10. GOVERNING LAW; JURISDICTION; JURY TRIAL. This Warrant shall be governed by and construed and enforced in accordance with, and all questions concerning the construction, validity, interpretation and performance of this Warrant shall be governed by, the internal laws of the State of New York, without giving effect to any choice of law or conflict of law provision or rule (whether of the State of New York or any other jurisdictions) that would cause the application of the laws of any jurisdictions other than the State of New York. The Company hereby irrevocably submits to the exclusive jurisdiction of the state and federal courts sitting in The City of New York, Borough of Manhattan, for the adjudication of any dispute hereunder or in connection herewith or with any transaction contemplated hereby or discussed herein, and hereby irrevocably waives, and agrees not to assert in any suit, action or proceeding, any claim that it is not personally subject to the jurisdiction of any such court, that such suit, action or proceeding is brought in an inconvenient forum or that the venue of such suit, action or proceeding is improper. The Company hereby irrevocably waives personal service of process and consents to process being served in any such suit, action or proceeding by mailing a copy thereof to the Company at the address set forth in the notice section of the Purchase Agreement and agrees that such service shall constitute good and sufficient service of process and notice thereof. Nothing contained herein shall be deemed to limit in any way any right to serve process in any manner permitted by law. Nothing contained herein shall be deemed or operate to preclude the Holder from bringing suit or taking other legal action against the Company in any other jurisdiction to collect on the Company’s obligations to the Holder, to realize on any collateral or any other security for such obligations, or to enforce a judgment or other court ruling in favor of the Holder. THE COMPANY HEREBY IRREVOCABLY WAIVES ANY RIGHT IT MAY HAVE, AND AGREES NOT TO REQUEST, A JURY TRIAL FOR THE ADJUDICATION OF ANY DISPUTE HEREUNDER OR IN CONNECTION WITH OR ARISING OUT OF THIS WARRANT OR ANY TRANSACTION CONTEMPLATED HEREBY.

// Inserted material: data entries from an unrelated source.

//! Store scanner.
//!
//! Turns a store directory tree into ordered [`StoreEntry`] and
//! [`FolderEntry`] lists. Hidden entries and version control metadata are
//! never visited.

use std::fs;
use std::path::{Path, PathBuf};

use tracing::debug;
use walkdir::{DirEntry, WalkDir};

use crate::core::constants;
use crate::core::domain::{FolderEntry, StoreEntry};
use crate::error::{Result, StoreError};

fn ensure_dir(root: &Path) -> Result<()> {
    if !root.exists() {
        return Err(StoreError::NotFound(root.display().to_string()).into());
    }
    if !root.is_dir() {
        return Err(StoreError::NotADirectory(root.display().to_string()).into());
    }
    Ok(())
}

fn is_hidden(name: &str) -> bool {
    name.starts_with('.')
}

/// Entries below the root whose name is hidden (this covers `.git`).
fn is_pruned(entry: &DirEntry) -> bool {
    entry.depth() > 0
        && entry
            .file_name()
            .to_str()
            .map_or(true, |name| is_hidden(name) || name == constants::VCS_DIR)
}

/// Folder path relative to the store root, `/`-separated.
fn relative_label(root: &Path, dir: &Path) -> String {
    dir.strip_prefix(root)
        .map(|rel| {
            rel.components()
                .map(|c| c.as_os_str().to_string_lossy())
                .collect::<Vec<_>>()
                .join("/")
        })
        .unwrap_or_default()
}

/// List password files under `root` whose label contains `filter`.
///
/// Matching is a case-insensitive substring test on the label only; an empty
/// filter keeps everything. Entries come sorted by folder path, then file
/// name, both compared bytewise.
///
/// # Errors
///
/// `StoreError::NotFound` if `root` is missing, `StoreError::NotADirectory`
/// if it is not a directory.
pub fn list_secrets(root: &Path, filter: &str) -> Result<Vec<StoreEntry>> {
    ensure_dir(root)?;
    let needle = filter.to_lowercase();

    let mut files: Vec<(PathBuf, String)> = Vec::new();
    let walker = WalkDir::new(root)
        .sort_by_file_name()
        .into_iter()
        .filter_entry(|e| !is_pruned(e));

    for entry in walker {
        let entry = match entry {
            Ok(entry) => entry,
            Err(e) => {
                debug!(error = %e, "skipping unreadable entry");
                continue;
            }
        };
        if !entry.path().is_file() {
            continue;
        }
        let Some(file_name) = entry.file_name().to_str() else {
            continue;
        };
        let Some(label) = constants::label_from_file_name(file_name) else {
            continue;
        };
        if !needle.is_empty() && !label.to_lowercase().contains(&needle) {
            continue;
        }
        let parent = entry.path().parent().unwrap_or(root).to_path_buf();
        files.push((parent, file_name.to_string()));
    }

    // Preorder walking interleaves folders whose names sort around '/', so
    // order explicitly on the relative folder path.
    let mut keyed: Vec<(String, PathBuf, String)> = Vec::with_capacity(files.len());
    let mut last: Option<(PathBuf, String)> = None;
    for (parent, file_name) in files {
        let label = match &last {
            Some((dir, label)) if *dir == parent => label.clone(),
            _ => {
                let label = relative_label(root, &parent);
                last = Some((parent.clone(), label.clone()));
                label
            }
        };
        keyed.push((label, parent, file_name));
    }
    keyed.sort_by(|a, b| (&a.0, &a.2).cmp(&(&b.0, &b.2)));

    let entries: Vec<StoreEntry> = keyed
        .into_iter()
        .map(|(root_label, parent, file_name)| {
            let label = constants::label_from_file_name(&file_name)
                .unwrap_or(&file_name)
                .to_string();
            StoreEntry::new(parent, root_label, file_name, label)
        })
        .collect();

    debug!(root = %root.display(), filter, count = entries.len(), "scanned store");
    Ok(entries)
}

/// List the non-hidden directories directly under `root`, sorted by name.
///
/// # Errors
///
/// Same as [`list_secrets`].
pub fn list_folders(root: &Path) -> Result<Vec<FolderEntry>> {
    ensure_dir(root)?;

    let mut folders = Vec::new();
    for entry in fs::read_dir(root)? {
        let entry = entry?;
        let Ok(name) = entry.file_name().into_string() else {
            continue;
        };
        if is_hidden(&name) || !entry.path().is_dir() {
            continue;
        }
        folders.push(FolderEntry::new(entry.path(), name));
    }
    folders.sort_by(|a, b| a.name().cmp(b.name()));

    debug!(root = %root.display(), count = folders.len(), "listed folders");
    Ok(folders)
}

11. CONSTRUCTION; HEADINGS. This Warrant shall be deemed to be jointly drafted by the Company and all the Holder and shall not be construed against any Person as the drafter hereof. The headings of this Warrant are for convenience of reference and shall not form part of, or affect the interpretation of, this Warrant.
12. DISPUTE RESOLUTION. In the case of a dispute as to the determination of the Exercise Price or the arithmetic calculation of the Warrant Shares, the Company shall submit the disputed determinations or arithmetic calculations via facsimile within two (2) Business Days of receipt of the Exercise Notice giving rise to such dispute, as the case may be, to the Holder. If the Holder and the Company are unable to agree upon such determination or calculation of the Exercise Price or the Warrant Shares within three (3) Business Days of such disputed determination or arithmetic calculation being submitted to the Holder, then the Company shall, within two (2) Business Days submit via facsimile (a) the disputed determination of the Exercise Price to an independent, reputable investment bank selected by the Company and approved by the Holder or (b) the disputed arithmetic calculation of the Warrant Shares to the Company’s independent, outside accountant. The Company shall cause at its expense the investment bank or the accountant, as the case may be, to perform the determinations or calculations and notify the Company and the Holder of the results no later than ten (10) Business Days from the time it receives the disputed determinations or calculations. Such investment bank’s or accountant’s determination or calculation, as the case may be, shall be binding upon all parties absent demonstrable error.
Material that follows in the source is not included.